Now that the ACCC is on to it, it will only be a matter of time before….?
Don’t forget the industry is very very valuable, and may argue it’s needs with great gusto.
More than 3 million Australian homes are rented (31% of properties). The cost of the average rentals nationally is more than $500 per week. IE $1.5 billion weekly turn over or $78 billion annually. Agents take around 10% of the turn over.
I detect your cynicism but this is really an issue for government. The ACCC can only (attempt to) enforce the law as it is written. It is up to the government to say: enough is enough (and we are part of the problem).
Yes, rentals are an ugly new front in the data wars. It’s fairly obvious that the average property manager doesn’t have as strong IT resources as an Optus or a Medibank and yet even the latter were compromised. So if I were handing over those details to a property manager, I would be very worried indeed. (Is it even legal to demand a TFN???)
Sure but why do they need all the details that you mention in order to generate that turnover?
I have not personally encountered such excessive demands for details. More common, I think, is date of birth and drivers licence details - which is concerning enough.
That of course won’t completely help the 500,000 Queensland drivers who were already affected by the Optus data breach. But for the next data breach …
people raised concerns that it was not two-factor authentication because the numbers were present on the same card.
Is it 2FA? It is and it isn’t.
If someone picks up your purse or wallet in the street (etc.) and takes the drivers licence therefrom then this is a) not 2FA b) not very useful. (However it can be assumed that you will notice the loss quite soon, report it, get a new drivers licence, which will cause a change of drivers licence card number, therefore making the credentials useless to a criminal. So the smarter criminal would get the drivers licence without taking the purse or wallet or indeed just get the numbers from the card without taking anything.)
If a company stores only the drivers licence number but not the drivers licence card number and the company has a data breach then this is as good as 2FA. (So the company does transiently have the drivers licence card number but only for the time it takes to communicate with the Document Verification Service and get a “yes” or “no”.)
There are plenty of film stars who have changed both to suit circumstances.
Of course companies will soon start demanding both, because your driver’s licence number is publicly accessible online following the last several breaches. At which point the issuers will add a card number number, and things will start getting ridiculous.
They are supposed to demand both - because both must be passed to the Document Verification Service in order to succeed there. However they are not supposed to store the drivers licence card number. (So it becomes analogous to the card number and CVV for credit cards for a card-not-present transaction.)

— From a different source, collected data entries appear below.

/*
[INPUT]:  Host environment signals (network reachability, wall-clock jumps, manual notifications)
[OUTPUT]: ExternalTrigger broadcasts consumed by the stream runtime
[POS]:    Stream layer - external recovery triggers
[UPDATE]: When adding trigger kinds or detection strategies
*/

use std::time::Duration;

use tokio::net::TcpStream;
use tokio::sync::broadcast;
use tokio::task::JoinHandle;
use tokio_util::sync::CancellationToken;
use tracing::{debug, info, warn};
use url::Url;

const TRIGGER_CAPACITY: usize = 16;

/// Environment signals that may bypass the reconnect backoff.
#[derive(Debug, Clone, Copy, PartialEq, Eq)]
pub enum ExternalTrigger {
    /// The host resumed after being suspended or hidden.
    VisibilityRegained,
    ConnectivityRegained,
    ConnectivityLost,
}

pub trait TriggerSource: Send + Sync {
    fn subscribe(&self) -> broadcast::Receiver<ExternalTrigger>;
}

/// Fan-in point for trigger producers.
#[derive(Debug, Clone)]
pub struct TriggerHub {
    tx: broadcast::Sender<ExternalTrigger>,
}

impl TriggerHub {
    pub fn new() -> Self {
        let (tx, _) = broadcast::channel(TRIGGER_CAPACITY);
        Self { tx }
    }

    pub fn notify(&self, trigger: ExternalTrigger) {
        if self.tx.send(trigger).is_err() {
            debug!(?trigger, "trigger dropped: no subscribers");
        }
    }

    pub fn subscriber_count(&self) -> usize {
        self.tx.receiver_count()
    }
}

impl Default for TriggerHub {
    fn default() -> Self {
        Self::new()
    }
}

impl TriggerSource for TriggerHub {
    fn subscribe(&self) -> broadcast::Receiver<ExternalTrigger> {
        self.tx.subscribe()
    }
}

/// Polls TCP reachability of the stream host and reports transitions.
#[derive(Debug, Clone)]
pub struct ConnectivityProbe {
    target: String,
    interval: Duration,
    timeout: Duration,
    failures_before_offline: u32,
}

impl ConnectivityProbe {
    pub fn new(target: impl Into<String>, interval: Duration) -> Self {
        Self {
            target: target.into(),
            interval,
            timeout: Duration::from_secs(3),
            failures_before_offline: 2,
        }
    }

    /// Probe the `host:port` behind a `ws://` or `wss://` URL.
    pub fn for_url(url: &str, interval: Duration) -> Option<Self> {
        let parsed = Url::parse(url).ok()?;
        let host = parsed.host_str()?;
        let port = parsed.port_or_known_default()?;
        Some(Self::new(format!("{host}:{port}"), interval))
    }

    pub fn with_timeout(mut self, timeout: Duration) -> Self {
        self.timeout = timeout;
        self
    }

    /// Consecutive failed probes needed before reporting offline.
    pub fn with_failures_before_offline(mut self, failures: u32) -> Self {
        self.failures_before_offline = failures.max(1);
        self
    }

    pub fn target(&self) -> &str {
        &self.target
    }

    pub async fn probe(&self) -> bool {
        matches!(
            tokio::time::timeout(self.timeout, TcpStream::connect(&self.target)).await,
            Ok(Ok(_))
        )
    }

    /// Run until `shutdown` fires. The first result only sets the baseline.
    pub fn spawn(self, hub: TriggerHub, shutdown: CancellationToken) -> JoinHandle<()> {
        tokio::spawn(async move {
            let mut ticker = tokio::time::interval(self.interval);
            let mut online: Option<bool> = None;
            let mut failures = 0u32;

            loop {
                tokio::select! {
                    _ = shutdown.cancelled() => break,
                    _ = ticker.tick() => {}
                }

                let reachable = self.probe().await;
                if reachable {
                    failures = 0;
                } else {
                    failures = failures.saturating_add(1);
                    if failures < self.failures_before_offline && online != Some(false) {
                        continue;
                    }
                }

                match online {
                    Some(previous) if previous == reachable => {}
                    Some(_) if reachable => {
                        info!(host = %self.target, "stream host reachable again");
                        hub.notify(ExternalTrigger::ConnectivityRegained);
                    }
                    Some(_) => {
                        warn!(host = %self.target, "stream host unreachable");
                        hub.notify(ExternalTrigger::ConnectivityLost);
                    }
                    None => debug!(host = %self.target, reachable, "connectivity baseline"),
                }
                online = Some(reachable);
            }
            debug!(host = %self.target, "connectivity probe stopped");
        })
    }
}

/// Detects host suspension by watching the wall clock jump past the tick.
#[derive(Debug, Clone)]
pub struct SuspendDetector {
    tick: Duration,
    threshold: Duration,
}

impl SuspendDetector {
    pub fn new(tick: Duration) -> Self {
        Self {
            tick,
            threshold: tick.max(Duration::from_secs(2)),
        }
    }

    pub fn with_threshold(mut self, threshold: Duration) -> Self {
        self.threshold = threshold;
        self
    }

    /// Whether a gap between two wall-clock readings means the host slept.
    pub fn is_resume(&self, gap: chrono::TimeDelta) -> bool {
        gap.to_std()
            .map(|gap| gap > self.tick + self.threshold)
            .unwrap_or(false)
    }

    pub fn spawn(self, hub: TriggerHub, shutdown: CancellationToken) -> JoinHandle<()> {
        tokio::spawn(async move {
            let mut last = chrono::Utc::now();
            loop {
                tokio::select! {
                    _ = shutdown.cancelled() => break,
                    _ = tokio::time::sleep(self.tick) => {}
                }

                let now = chrono::Utc::now();
                let gap = now - last;
                if self.is_resume(gap) {
                    info!(gap_ms = gap.num_milliseconds(), "host resumed from suspend");
                    hub.notify(ExternalTrigger::VisibilityRegained);
                }
                last = now;
            }
            debug!("suspend detector stopped");
        })
    }
}

#[cfg(test)]
mod tests {
    use super::*;
    use tokio::net::TcpListener;

    #[tokio::test]
    async fn hub_fans_out_to_every_subscriber() {
        let hub = TriggerHub::new();
        let mut first = hub.subscribe();
        let mut second = hub.subscribe();
        assert_eq!(hub.subscriber_count(), 2);

        hub.notify(ExternalTrigger::VisibilityRegained);
        assert_eq!(first.recv().await.unwrap(), ExternalTrigger::VisibilityRegained);
        assert_eq!(second.recv().await.unwrap(), ExternalTrigger::VisibilityRegained);

        drop(first);
        drop(second);
        assert_eq!(hub.subscriber_count(), 0);
        hub.notify(ExternalTrigger::ConnectivityLost);
    }

    #[test]
    fn probe_target_uses_scheme_default_port() {
        let probe = ConnectivityProbe::for_url("wss://engine.example.com/ws", Duration::from_secs(5));
        assert_eq!(probe.unwrap().target(), "engine.example.com:443");

        let probe = ConnectivityProbe::for_url("ws://localhost:8765", Duration::from_secs(5));
        assert_eq!(probe.unwrap().target(), "localhost:8765");

        assert!(ConnectivityProbe::for_url("not a url", Duration::from_secs(5)).is_none());
    }

    #[tokio::test]
    async fn probe_reports_reachability() {
        let listener = TcpListener::bind("127.0.0.1:0").await.unwrap();
        let addr = listener.local_addr().unwrap();
        let probe = ConnectivityProbe::new(addr.to_string(), Duration::from_secs(1));
        assert!(probe.probe().await);

        drop(listener);
        let probe = ConnectivityProbe::new("127.0.0.1:1", Duration::from_secs(1))
            .with_timeout(Duration::from_millis(500));
        assert!(!probe.probe().await);
    }

    #[tokio::test]
    async fn probe_emits_lost_then_regained_on_transitions_only() {
        let listener = TcpListener::bind("127.0.0.1:0").await.unwrap();
        let addr = listener.local_addr().unwrap();
        let hub = TriggerHub::new();
        let mut rx = hub.subscribe();
        let shutdown = CancellationToken::new();

        let task = ConnectivityProbe::new(addr.to_string(), Duration::from_millis(20))
            .with_timeout(Duration::from_millis(200))
            .with_failures_before_offline(1)
            .spawn(hub.clone(), shutdown.clone());

        // Let the baseline (online) settle, then take the host away.
        tokio::time::sleep(Duration::from_millis(60)).await;
        drop(listener);
        let lost = tokio::time::timeout(Duration::from_secs(2), rx.recv())
            .await
            .unwrap()
            .unwrap();
        assert_eq!(lost, ExternalTrigger::ConnectivityLost);

        let _listener = TcpListener::bind(addr).await.unwrap();
        let regained = tokio::time::timeout(Duration::from_secs(2), rx.recv())
            .await
            .unwrap()
            .unwrap();
        assert_eq!(regained, ExternalTrigger::ConnectivityRegained);

        shutdown.cancel();
        task.await.unwrap();
    }

    #[test]
    fn suspend_gap_detection() {
        let detector = SuspendDetector::new(Duration::from_secs(5));
        assert!(!detector.is_resume(chrono::TimeDelta::seconds(5)));
        assert!(!detector.is_resume(chrono::TimeDelta::seconds(9)));
        assert!(detector.is_resume(chrono::TimeDelta::seconds(11)));
        // Clock stepped backwards.
        assert!(!detector.is_resume(chrono::TimeDelta::seconds(-30)));
    }

    #[tokio::test]
    async fn suspend_detector_reports_clock_gap_as_visibility_regained() {
        let hub = TriggerHub::new();
        let mut triggers = hub.subscribe();
        let shutdown = CancellationToken::new();
        let task = SuspendDetector::new(Duration::from_millis(20))
            .with_threshold(Duration::from_millis(100))
            .spawn(hub.clone(), shutdown.clone());

        // Let a few regular ticks pass, then stall the runtime thread.
        tokio::time::sleep(Duration::from_millis(60)).await;
        std::thread::sleep(Duration::from_millis(500));

        let trigger = tokio::time::timeout(Duration::from_secs(2), triggers.recv())
            .await
            .expect("resume reported")
            .unwrap();
        assert_eq!(trigger, ExternalTrigger::VisibilityRegained);

        shutdown.cancel();
        task.await.unwrap();
    }

    #[tokio::test]
    async fn suspend_detector_stops_on_cancel() {
        let shutdown = CancellationToken::new();
        let task = SuspendDetector::new(Duration::from_millis(10)).spawn(TriggerHub::new(), shutdown.clone());
        shutdown.cancel();
        tokio::time::timeout(Duration::from_secs(1), task)
            .await
            .unwrap()
            .unwrap();
    }
}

So the data breached drivers licence number becomes the “something you know” (you and every hacker) and the non-stored drivers licence card number becomes the “something you have” (because the hacker typically can’t directly get the physical card). (However this is nowhere near as strong as it should be. It’s better than nothing but …)
Funny boy. Of course you most definitely can change your name, film star or otherwise. It may be a hassle but there is a well-defined process for doing so.
I have had an interesting experience regarding the recent data breaches. I received an email from VinoMofo advising me that my personal data had been stolen in their recent data hack. The strange thing was that I could not recall ever signing up to become a VinoMofo member. I confirmed this by trying the password reset - my email didn’t exist in their system. So I contacted VinoMofo and asked what gives.
Will definitely be more careful about signing up for memberships in the future.
It is probably only a matter of time before charities (more precisely, deductible gift recipients) get sucked into the government data vortex - via mandatory collection of the TFN by the charity and mandatory data feed to the government. Therefore increasing the risk to the public.
But for now, not as bad as some of the other recent high-profile breaches. 80,000 is a bit small beer too.
Also, at this time, I don’t think they are claiming that a data breach definitely occurred - only that it may have. We may not know for sure until some sample data appears on the web.